Sex hormone binding globulin (SHBG) has been shown to be a major determinant of testosterone clearance in the primate. It has also been suggested that SHBG would also be a determinant of estradiol clearance (MCR-E2). However, published studies have suggested that the MCR-E2 do not always vary with changes in the level of SHBG. Therefore, the present study was undertaken to address this issue. The baseline MCR-E2 was determined in adult male pigtail macaques (Macaca nemestrina). Following the baseline determination of MCR-E2 the animals were infused with either purified human (h) SHBG or antibody against hSHBG, which also has a high degree of cross-reactivity with primate SHBG. Following the infusions of either hSHBG or anti-SHBG, MCR-E2 was again determined. In addition, luteinizing hormone (LH) was measured using a mouse Leydig cell bioassay. Following the infusion of hSHBG, a marked increase in serum SHBG was noted and the MCR-E2 decreased.
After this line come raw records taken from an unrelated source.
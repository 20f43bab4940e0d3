//! Locating the pages each rewrite applies to.

use crate::{PagesError, Result};
use std::fs;
use std::path::{Path, PathBuf};
use walkdir::WalkDir;

fn is_html(path: &Path) -> bool {
    path.extension().is_some_and(|ext| ext == "html")
}

fn require_dir(dir: &Path) -> Result<()> {
    if !dir.is_dir() {
        return Err(PagesError::MissingDirectory(dir.to_path_buf()));
    }
    Ok(())
}

/// Every `.html` file below `dir`, recursively, sorted by path.
pub fn html_files_under<P: AsRef<Path>>(dir: P) -> Result<Vec<PathBuf>> {
    let dir = dir.as_ref();
    require_dir(dir)?;

    let mut files = Vec::new();
    for entry in WalkDir::new(dir) {
        let entry = entry?;
        if entry.file_type().is_file() && is_html(entry.path()) {
            files.push(entry.into_path());
        }
    }
    files.sort();
    Ok(files)
}

/// The `.html` files directly inside `dir`, sorted by path.
pub fn html_files_in<P: AsRef<Path>>(dir: P) -> Result<Vec<PathBuf>> {
    let dir = dir.as_ref();
    require_dir(dir)?;

    let mut files = Vec::new();
    for entry in fs::read_dir(dir).map_err(|e| PagesError::io(dir, e))? {
        let path = entry.map_err(|e| PagesError::io(dir, e))?.path();
        if path.is_file() && is_html(&path) {
            files.push(path);
        }
    }
    files.sort();
    Ok(files)
}

/// Subdirectories of `dir` whose names start with one of `prefixes`, sorted.
pub fn tutorial_dirs<P: AsRef<Path>>(dir: P, prefixes: &[&str]) -> Result<Vec<PathBuf>> {
    let dir = dir.as_ref();
    require_dir(dir)?;

    let mut dirs = Vec::new();
    for entry in fs::read_dir(dir).map_err(|e| PagesError::io(dir, e))? {
        let path = entry.map_err(|e| PagesError::io(dir, e))?.path();
        let matches = path
            .file_name()
            .and_then(|n| n.to_str())
            .is_some_and(|name| prefixes.iter().any(|p| name.starts_with(p)));
        if path.is_dir() && matches {
            dirs.push(path);
        }
    }
    dirs.sort();
    Ok(dirs)
}

/// `systematic.html` of each named tutorial, skipping tutorials without one.
pub fn systematic_pages<P: AsRef<Path>>(tutorials_dir: P, folders: &[&str]) -> Vec<PathBuf> {
    let tutorials_dir = tutorials_dir.as_ref();
    folders
        .iter()
        .map(|folder| tutorials_dir.join(folder).join("systematic.html"))
        .filter(|path| path.exists())
        .collect()
}

#[cfg(test)]
mod tests {
    use super::*;

    fn touch(path: &Path) {
        fs::create_dir_all(path.parent().unwrap()).unwrap();
        fs::write(path, "<html></html>").unwrap();
    }

    #[test]
    fn test_html_files_under_is_recursive_and_sorted() {
        let dir = tempfile::tempdir().unwrap();
        touch(&dir.path().join("02-logistic/systematic.html"));
        touch(&dir.path().join("01-gaussian/advanced.html"));
        touch(&dir.path().join("01-gaussian/notes.txt"));

        let files = html_files_under(dir.path()).unwrap();
        assert_eq!(files.len(), 2);
        assert!(files[0].ends_with("01-gaussian/advanced.html"));
        assert!(files[1].ends_with("02-logistic/systematic.html"));
    }

    #[test]
    fn test_tutorial_dirs_filters_prefixes() {
        let dir = tempfile::tempdir().unwrap();
        for name in ["03-poisson", "01-gaussian", "assets", "06-extra"] {
            fs::create_dir_all(dir.path().join(name)).unwrap();
        }
        let dirs = tutorial_dirs(dir.path(), &["01", "02", "03", "04", "05"]).unwrap();
        let names: Vec<_> = dirs
            .iter()
            .map(|d| d.file_name().unwrap().to_str().unwrap().to_string())
            .collect();
        assert_eq!(names, vec!["01-gaussian", "03-poisson"]);
    }

    #[test]
    fn test_missing_directory() {
        assert!(matches!(
            html_files_under("/definitely/not/here"),
            Err(PagesError::MissingDirectory(_))
        ));
    }

    #[test]
    fn test_systematic_pages_skips_missing() {
        let dir = tempfile::tempdir().unwrap();
        touch(&dir.path().join("03-poisson/systematic.html"));
        let pages = systematic_pages(dir.path(), &["02-logistic", "03-poisson"]);
        assert_eq!(pages, vec![dir.path().join("03-poisson/systematic.html")]);
    }
}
Associated with the increase in SHBG, the SHBG bound T levels decreased and LH increased. Following the infusion of antibody, serum SHBG decreased, and the MCR-E2 also decreased. With the decrease in SHBG following the antibody infusion, non-SHBG bound T increased and serum LH fell. This study demonstrates that an increase in the serum SHBG levels is associated with a decrease in MCR-E2, however, an acute decrease in serum SHBG also decreases the MCR-E2. This later result demonstrates that factors in addition to serum SHBG binding may be important in determining the MCR-E2.